PROBLEM DESCRIPTION = Among the records below, find the lines that contain "RwLock" and copy each of them.

Saved entries =
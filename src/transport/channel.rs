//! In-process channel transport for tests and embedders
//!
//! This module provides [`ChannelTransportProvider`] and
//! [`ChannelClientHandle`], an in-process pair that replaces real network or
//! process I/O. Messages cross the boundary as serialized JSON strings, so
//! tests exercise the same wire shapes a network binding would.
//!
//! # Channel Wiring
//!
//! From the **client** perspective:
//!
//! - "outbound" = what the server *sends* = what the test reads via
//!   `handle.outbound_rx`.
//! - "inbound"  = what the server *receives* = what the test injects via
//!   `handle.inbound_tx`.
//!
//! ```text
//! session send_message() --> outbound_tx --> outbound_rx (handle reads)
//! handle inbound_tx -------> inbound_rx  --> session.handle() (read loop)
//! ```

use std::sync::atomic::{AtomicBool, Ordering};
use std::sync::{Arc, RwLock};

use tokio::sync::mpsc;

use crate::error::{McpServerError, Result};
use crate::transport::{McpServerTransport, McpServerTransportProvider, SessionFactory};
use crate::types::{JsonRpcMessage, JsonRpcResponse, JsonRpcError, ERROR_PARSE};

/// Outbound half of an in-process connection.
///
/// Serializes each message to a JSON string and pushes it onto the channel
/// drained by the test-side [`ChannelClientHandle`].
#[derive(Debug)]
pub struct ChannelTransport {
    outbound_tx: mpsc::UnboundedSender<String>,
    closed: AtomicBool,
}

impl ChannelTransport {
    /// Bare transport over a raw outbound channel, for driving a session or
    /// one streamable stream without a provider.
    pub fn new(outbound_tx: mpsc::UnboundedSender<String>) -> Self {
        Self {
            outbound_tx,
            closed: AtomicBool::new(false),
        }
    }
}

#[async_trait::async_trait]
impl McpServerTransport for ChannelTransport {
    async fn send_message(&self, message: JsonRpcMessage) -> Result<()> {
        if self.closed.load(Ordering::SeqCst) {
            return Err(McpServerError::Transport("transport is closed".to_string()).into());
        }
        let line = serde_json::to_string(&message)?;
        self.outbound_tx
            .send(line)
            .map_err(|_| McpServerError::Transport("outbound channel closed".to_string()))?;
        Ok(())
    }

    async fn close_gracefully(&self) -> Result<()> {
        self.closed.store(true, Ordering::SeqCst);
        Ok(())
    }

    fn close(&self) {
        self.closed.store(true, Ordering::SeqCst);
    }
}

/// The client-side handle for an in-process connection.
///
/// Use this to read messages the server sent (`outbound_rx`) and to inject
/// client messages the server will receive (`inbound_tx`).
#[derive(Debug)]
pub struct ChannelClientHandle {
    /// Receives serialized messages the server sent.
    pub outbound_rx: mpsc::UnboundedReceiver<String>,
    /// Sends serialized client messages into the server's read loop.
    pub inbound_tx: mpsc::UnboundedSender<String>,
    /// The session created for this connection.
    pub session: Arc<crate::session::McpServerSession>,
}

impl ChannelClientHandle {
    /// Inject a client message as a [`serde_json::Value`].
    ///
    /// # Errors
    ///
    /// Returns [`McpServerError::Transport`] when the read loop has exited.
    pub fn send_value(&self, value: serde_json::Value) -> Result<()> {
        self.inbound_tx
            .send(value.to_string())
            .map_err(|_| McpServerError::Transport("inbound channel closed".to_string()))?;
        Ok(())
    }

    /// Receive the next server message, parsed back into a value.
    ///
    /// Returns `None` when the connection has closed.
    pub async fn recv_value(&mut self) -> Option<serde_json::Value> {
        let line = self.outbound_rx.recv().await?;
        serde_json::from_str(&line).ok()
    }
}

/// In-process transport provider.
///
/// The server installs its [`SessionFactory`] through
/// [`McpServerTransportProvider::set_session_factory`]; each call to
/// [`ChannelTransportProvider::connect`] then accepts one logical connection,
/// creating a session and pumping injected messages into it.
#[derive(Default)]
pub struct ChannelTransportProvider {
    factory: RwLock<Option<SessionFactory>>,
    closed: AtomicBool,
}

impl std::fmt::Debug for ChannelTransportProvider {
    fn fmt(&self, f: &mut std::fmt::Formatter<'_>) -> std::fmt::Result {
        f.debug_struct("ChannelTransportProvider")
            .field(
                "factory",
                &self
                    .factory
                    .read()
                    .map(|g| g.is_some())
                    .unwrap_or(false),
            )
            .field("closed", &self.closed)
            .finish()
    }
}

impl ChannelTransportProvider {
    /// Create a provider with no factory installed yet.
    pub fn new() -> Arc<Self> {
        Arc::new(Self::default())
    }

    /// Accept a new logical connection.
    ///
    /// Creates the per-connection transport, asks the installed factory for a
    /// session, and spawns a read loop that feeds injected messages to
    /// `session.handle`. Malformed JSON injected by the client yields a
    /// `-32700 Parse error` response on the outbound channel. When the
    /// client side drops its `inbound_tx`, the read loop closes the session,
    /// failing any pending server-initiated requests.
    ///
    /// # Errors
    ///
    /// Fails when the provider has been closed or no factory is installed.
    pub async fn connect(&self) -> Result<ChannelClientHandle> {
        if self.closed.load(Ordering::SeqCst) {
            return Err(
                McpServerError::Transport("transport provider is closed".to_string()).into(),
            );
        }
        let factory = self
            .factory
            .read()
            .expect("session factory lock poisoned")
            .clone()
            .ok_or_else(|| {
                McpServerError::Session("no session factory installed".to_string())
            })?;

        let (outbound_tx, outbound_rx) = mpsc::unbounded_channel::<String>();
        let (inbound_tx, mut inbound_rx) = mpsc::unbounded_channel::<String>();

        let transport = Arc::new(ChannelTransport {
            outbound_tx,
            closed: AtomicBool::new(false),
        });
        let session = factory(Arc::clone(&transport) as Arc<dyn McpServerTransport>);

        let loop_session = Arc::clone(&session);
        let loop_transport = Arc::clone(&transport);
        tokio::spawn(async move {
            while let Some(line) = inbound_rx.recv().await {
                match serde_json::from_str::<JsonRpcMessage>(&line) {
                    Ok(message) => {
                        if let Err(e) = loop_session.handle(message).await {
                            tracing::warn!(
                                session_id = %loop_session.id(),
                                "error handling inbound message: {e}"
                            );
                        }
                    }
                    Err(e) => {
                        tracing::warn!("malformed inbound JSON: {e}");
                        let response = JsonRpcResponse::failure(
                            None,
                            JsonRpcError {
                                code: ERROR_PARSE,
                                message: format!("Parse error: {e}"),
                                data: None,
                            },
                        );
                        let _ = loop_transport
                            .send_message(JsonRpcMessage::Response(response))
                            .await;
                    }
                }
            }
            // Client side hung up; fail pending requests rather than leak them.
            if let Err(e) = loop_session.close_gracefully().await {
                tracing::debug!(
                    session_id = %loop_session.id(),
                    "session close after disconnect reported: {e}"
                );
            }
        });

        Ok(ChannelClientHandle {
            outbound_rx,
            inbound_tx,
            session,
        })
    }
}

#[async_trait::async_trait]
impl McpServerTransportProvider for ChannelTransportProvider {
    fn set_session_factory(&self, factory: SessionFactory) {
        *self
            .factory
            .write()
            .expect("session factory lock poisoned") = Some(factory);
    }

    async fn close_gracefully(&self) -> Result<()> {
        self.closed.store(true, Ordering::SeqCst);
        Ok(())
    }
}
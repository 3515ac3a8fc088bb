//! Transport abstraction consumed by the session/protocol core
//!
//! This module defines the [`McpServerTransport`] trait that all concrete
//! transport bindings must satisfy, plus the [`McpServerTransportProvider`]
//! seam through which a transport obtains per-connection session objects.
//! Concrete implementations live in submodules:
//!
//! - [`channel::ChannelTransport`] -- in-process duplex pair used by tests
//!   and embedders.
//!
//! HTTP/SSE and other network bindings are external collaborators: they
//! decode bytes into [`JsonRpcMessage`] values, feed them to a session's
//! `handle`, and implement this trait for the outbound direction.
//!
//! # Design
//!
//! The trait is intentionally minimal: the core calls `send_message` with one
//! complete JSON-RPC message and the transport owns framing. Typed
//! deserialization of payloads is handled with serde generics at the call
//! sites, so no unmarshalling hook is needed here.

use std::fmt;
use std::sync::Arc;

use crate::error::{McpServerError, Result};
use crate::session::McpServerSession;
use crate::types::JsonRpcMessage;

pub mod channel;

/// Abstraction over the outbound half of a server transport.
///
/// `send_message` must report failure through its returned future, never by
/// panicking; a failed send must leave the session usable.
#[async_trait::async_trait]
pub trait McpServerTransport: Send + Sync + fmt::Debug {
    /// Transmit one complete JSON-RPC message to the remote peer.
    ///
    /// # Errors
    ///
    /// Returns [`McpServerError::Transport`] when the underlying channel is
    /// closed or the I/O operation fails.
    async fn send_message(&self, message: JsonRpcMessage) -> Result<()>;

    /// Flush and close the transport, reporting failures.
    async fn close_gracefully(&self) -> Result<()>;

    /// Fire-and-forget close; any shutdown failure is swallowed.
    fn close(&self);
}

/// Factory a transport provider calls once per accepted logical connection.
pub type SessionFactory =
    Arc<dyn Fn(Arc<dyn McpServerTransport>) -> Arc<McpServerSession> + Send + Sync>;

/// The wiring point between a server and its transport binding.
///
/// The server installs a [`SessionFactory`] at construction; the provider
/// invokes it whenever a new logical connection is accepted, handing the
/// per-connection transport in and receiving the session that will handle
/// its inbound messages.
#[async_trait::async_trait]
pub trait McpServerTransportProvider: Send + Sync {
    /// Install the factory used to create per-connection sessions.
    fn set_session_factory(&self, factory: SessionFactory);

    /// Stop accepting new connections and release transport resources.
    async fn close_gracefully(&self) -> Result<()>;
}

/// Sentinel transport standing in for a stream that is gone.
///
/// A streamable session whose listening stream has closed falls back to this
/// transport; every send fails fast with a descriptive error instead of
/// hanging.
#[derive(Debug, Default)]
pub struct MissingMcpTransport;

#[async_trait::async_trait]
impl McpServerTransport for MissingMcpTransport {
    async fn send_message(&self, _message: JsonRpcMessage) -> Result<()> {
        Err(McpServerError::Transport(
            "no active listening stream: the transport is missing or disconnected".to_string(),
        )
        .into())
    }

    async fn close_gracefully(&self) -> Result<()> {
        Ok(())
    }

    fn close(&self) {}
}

RESPONSE TO THIS TASK =
use std::sync::{Arc, RwLock};
    factory: RwLock<Option<SessionFactory>>,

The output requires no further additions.